I have an integer program with variables $x, y \in \{0,1,\dots,m\}$. Somehow, I can prove that

  1. the cost function will strictly decrease with both $x$ and $y$.

  2. an optimal solution should satisfy $x+y=k$.

Do I still need to do linear search over $x \in \{0,1,\dots,k\}$? Or are there other simpler solutions?

ADD: I am wondering if I can substitute $y$ with $k-x$ so that the original problem is reduced to integer programming with just one variable $x$. Let's say the cost function becomes $f(x)$. And by computation, $f(x)$ will be minimized at $x^*$. Can I just search around $x^*$ and get the optimal solution?

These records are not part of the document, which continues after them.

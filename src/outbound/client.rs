use super::message::{OutboundMessage, TemplateMessage};
use crate::core::{BridgeError, Result};
use async_trait::async_trait;
use reqwest::header::{AUTHORIZATION, CONTENT_TYPE, HeaderValue};
use reqwest::{Method, Request, Url};
use serde_json::Value;
use std::time::Duration;
use tracing::{debug, warn};

pub const DEFAULT_API_BASE_URL: &str = "https://crm.srlines.net/api/v1";
pub const SEND_MESSAGE_ENDPOINT: &str = "/send-message";
pub const SEND_TEMPLATE_ENDPOINT: &str = "/send_templet";

/// Outbound side of the wCRM API.
#[async_trait]
pub trait WcrmApi: Send + Sync {
    async fn send_message(&self, message: &OutboundMessage) -> Result<Value>;

    async fn send_template(&self, template: &TemplateMessage) -> Result<Value>;

    /// Checks that the API key is accepted.
    async fn verify_credentials(&self) -> Result<()>;
}

/// HTTP client for the wCRM API.
///
/// The template endpoint takes the key as a bearer token; every other
/// endpoint takes it as a `token` query parameter.
pub struct WcrmClient {
    http: reqwest::Client,
    base_url: String,
    api_key: String,
}

impl WcrmClient {
    pub fn new(base_url: &str, api_key: &str, timeout: Duration) -> Result<Self> {
        if api_key.trim().is_empty() {
            return Err(BridgeError::Config("API key cannot be empty".to_string()));
        }
        let http = reqwest::Client::builder().timeout(timeout).build()?;
        Ok(Self {
            http,
            base_url: base_url.trim_end_matches('/').to_string(),
            api_key: api_key.to_string(),
        })
    }

    pub fn base_url(&self) -> &str {
        &self.base_url
    }

    /// Builds an authenticated request without sending it.
    pub fn build_request(
        &self,
        method: Method,
        endpoint: &str,
        body: Option<&Value>,
    ) -> Result<Request> {
        let mut url = Url::parse(&format!("{}{}", self.base_url, endpoint))
            .map_err(|err| BridgeError::Config(format!("invalid API URL: {err}")))?;

        let mut builder = if endpoint == SEND_TEMPLATE_ENDPOINT {
            let bearer = HeaderValue::from_str(&format!("Bearer {}", self.api_key))
                .map_err(|_| BridgeError::Config("API key is not a valid header value".into()))?;
            self.http
                .request(method, url)
                .header(CONTENT_TYPE, "application/json")
                .header(AUTHORIZATION, bearer)
        } else {
            url.query_pairs_mut().append_pair("token", &self.api_key);
            self.http.request(method, url)
        };

        if let Some(body) = body {
            builder = builder.json(body);
        }
        Ok(builder.build()?)
    }

    async fn call(&self, method: Method, endpoint: &str, body: Option<&Value>) -> Result<Value> {
        let request = self.build_request(method, endpoint, body)?;
        debug!(method = %request.method(), endpoint, "calling wCRM API");

        let response = self.http.execute(request).await?;
        let status = response.status();
        let text = response.text().await?;

        if !status.is_success() {
            warn!(endpoint, status = status.as_u16(), "wCRM API rejected request");
            return Err(BridgeError::Upstream(format!("{endpoint} returned {status}: {text}")));
        }

        if text.trim().is_empty() {
            return Ok(Value::Object(Default::default()));
        }
        Ok(serde_json::from_str(&text).unwrap_or(Value::String(text)))
    }
}

#[async_trait]
impl WcrmApi for WcrmClient {
    async fn send_message(&self, message: &OutboundMessage) -> Result<Value> {
        let body = message.to_request_body();
        debug!(to = %message.to, kind = message.content.kind(), "sending message");
        self.call(Method::POST, SEND_MESSAGE_ENDPOINT, Some(&body)).await
    }

    async fn send_template(&self, template: &TemplateMessage) -> Result<Value> {
        let body = template.to_request_body();
        self.call(Method::POST, SEND_TEMPLATE_ENDPOINT, Some(&body)).await
    }

    async fn verify_credentials(&self) -> Result<()> {
        self.call(Method::GET, SEND_MESSAGE_ENDPOINT, None).await?;
        Ok(())
    }
}

#[cfg(test)]
mod tests {
    use super::*;
    use serde_json::json;

    fn client() -> WcrmClient {
        WcrmClient::new(DEFAULT_API_BASE_URL, "k3y", Duration::from_secs(5)).unwrap()
    }

    #[test]
    fn test_message_endpoint_uses_token_query() {
        let request = client()
            .build_request(Method::POST, SEND_MESSAGE_ENDPOINT, Some(&json!({"a": 1})))
            .unwrap();

        assert_eq!(
            request.url().as_str(),
            "https://crm.srlines.net/api/v1/send-message?token=k3y"
        );
        assert!(request.headers().get(AUTHORIZATION).is_none());
        assert_eq!(
            request.headers().get(CONTENT_TYPE).unwrap(),
            "application/json"
        );
    }

    #[test]
    fn test_token_is_appended_to_existing_query() {
        let request = client()
            .build_request(Method::GET, "/send-message?dry_run=1", None)
            .unwrap();
        assert_eq!(
            request.url().as_str(),
            "https://crm.srlines.net/api/v1/send-message?dry_run=1&token=k3y"
        );
    }

    #[test]
    fn test_template_endpoint_uses_bearer_header() {
        let request = client()
            .build_request(Method::POST, SEND_TEMPLATE_ENDPOINT, Some(&json!({})))
            .unwrap();

        assert_eq!(
            request.url().as_str(),
            "https://crm.srlines.net/api/v1/send_templet"
        );
        assert_eq!(request.headers().get(AUTHORIZATION).unwrap(), "Bearer k3y");
        assert_eq!(
            request.headers().get(CONTENT_TYPE).unwrap(),
            "application/json"
        );
    }

    #[test]
    fn test_empty_api_key_is_rejected() {
        assert!(matches!(
            WcrmClient::new(DEFAULT_API_BASE_URL, " ", Duration::from_secs(5)),
            Err(BridgeError::Config(_))
        ));
    }

    #[test]
    fn test_trailing_slash_is_trimmed() {
        let client = WcrmClient::new("http://localhost:9999/api/", "k", Duration::from_secs(1))
            .unwrap();
        assert_eq!(client.base_url(), "http://localhost:9999/api");
    }
}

  • $\begingroup$ How can you search "around $x^*$" when $x^*$ is unknown and is the solution ? $\endgroup$ – Yves Daoust Jun 4 '18 at 21:39
  • $\begingroup$ I am thinking the cost function is reduced to a one-dimensional function $f(x)$. So I can minimize $f(x)$ first to get $x^*$ (and $k-x^*$). Then I ASSUME that the optimal solution is around $(x^*,k-x^*)$. So I can just search around $(x^*,k-x^*)$. But I am not sure if the assumption is right or not. $\endgroup$ – Paradox Jun 5 '18 at 2:49
  • $\begingroup$ Don't you realize that the optimal solution is $(x^*,k-x^*)$ ? So your proposal amounts to: 1) find the optimal solution, then 2) search in the vicinity of the optimal solution. $\endgroup$ – Yves Daoust Jun 5 '18 at 6:23
  • $\begingroup$ That's exactly my question. Can we guarantee that the optimal integer solution is in the vicinity of $(x^*,k-x^*)$? $\endgroup$ – Paradox Jun 5 '18 at 19:16
  • $\begingroup$ In the end I understood what you mean. In your mind, $x^*$ is not integer and you find it with an "ordinary" solver (assuming that by some magic you can solve for the continuous case). Then this is a bad idea because the integer solution may very well be far from the continuous solution. $\endgroup$ – Yves Daoust Jun 5 '18 at 19:27

It is of course better to eliminate one of the unknowns to get a one-dimensional problem.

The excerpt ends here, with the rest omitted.